High resolution physical mapping and identification of transcribed sequences in the Down syndrome region-2

José Manuel Vidal-Taboada, Salvador Bergoñón, Mayca Sánchez, Cristina López-Acedo, Jurgen Groet, Dean Nizetic, Aliana Egeo, Paolo Scartezzini, Elias Nicholas Katsanis, Elizabeth M.C. Fisher, Jean Maurice Delabar, Rafael Oliva

Research output: Contribution to journalArticle

9 Scopus citations

Abstract

The identification and mapping of genes within the Down syndrome region is an important step toward a complete understanding of the pathogenesis of this disorder.

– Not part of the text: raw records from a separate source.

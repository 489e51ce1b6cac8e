//! Chat server executable
//!
//! Usage: chat-server <port>
//!
//! Lines typed on stdin are broadcast to every client; lines from clients
//! are printed on stdout.

use corokit::{kprint, ChatError, ChatServer};
use std::io::Write;
use std::os::fd::AsRawFd;
use std::time::Duration;

fn main() {
    kprint::init();

    let Some(arg) = std::env::args().nth(1) else {
        println!("Usage: chat-server <port>");
        std::process::exit(1);
    };
    let Ok(port) = arg.parse::<u16>() else {
        println!("Invalid port");
        std::process::exit(1);
    };

    let mut server = match ChatServer::new() {
        Ok(server) => server,
        Err(e) => {
            println!("Couldn't create server: {}", e);
            std::process::exit(1);
        }
    };
    if let Err(e) = server.listen(port) {
        println!("Couldn't listen: {}", e);
        std::process::exit(1);
    }
    println!("Listening on port {}", port);

    let stdin = std::io::stdin();
    let mut fds = [
        libc::pollfd {
            fd: stdin.as_raw_fd(),
            events: libc::POLLIN,
            revents: 0,
        },
        libc::pollfd {
            fd: server.get_descriptor(),
            events: 0,
            revents: 0,
        },
    ];
    let mut buf = [0u8; 1024];

    loop {
        fds[1].events = server.get_events().to_poll_events();
        fds[0].revents = 0;
        fds[1].revents = 0;

        let rc = unsafe { libc::poll(fds.as_mut_ptr(), fds.len() as libc::nfds_t, -1) };
        if rc < 0 {
            let err = std::io::Error::last_os_error();
            if err.kind() == std::io::ErrorKind::Interrupted {
                continue;
            }
            println!("Poll error: {}", err);
            break;
        }

        if fds[0].revents != 0 {
            let n = unsafe { libc::read(fds[0].fd, buf.as_mut_ptr().cast(), buf.len()) };
            if n <= 0 {
                println!("EOF - exiting");
                break;
            }
            if let Err(e) = server.feed(&buf[..n as usize]) {
                println!("Feed error: {}", e);
                break;
            }
        }

        if fds[1].revents != 0 {
            match server.update(Some(Duration::ZERO)) {
                Ok(()) | Err(ChatError::Timeout) => {}
                Err(e) => {
                    println!("Update error: {}", e);
                    break;
                }
            }
        }

        let mut out = std::io::stdout().lock();
        while let Some(msg) = server.pop_next() {
            if !msg.is_server_message {
                let _ = out.write_all(msg.as_bytes());
                let _ = out.write_all(b"\n");
            }
        }
        let _ = out.flush();
    }
}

The objective of the present work is to identify and map genes within the Down syndrome region-2. Chromosome 21 cosmid clones corresponding to 'cosmid pockets' 121-124 have been first used as a starting material for generation of a single high resolution integrated cosmid/PAC contig with full EcoRI/SmaI restriction map. The integrated contig has been further anchored to genetic and physical maps through the positioning of 6 markers in the following order: ACTL5-D21S3-684G2T7-D21S71-D21S343-D21S268. The entire contig covers 342 kb of the Down syndrome region-2 of chromosome 21. Subsequently, we have isolated, identified, and mapped four novel cDNAs which we have named N143, N144, CHD/333, and 90/3H1 and a potentially transcribed genomic sequence (E05133T7). Additionally, we have accurately located a previously described gene, the WRB gene, between the markers ACTL5-D21S268 within this Down Syndrome Region-2.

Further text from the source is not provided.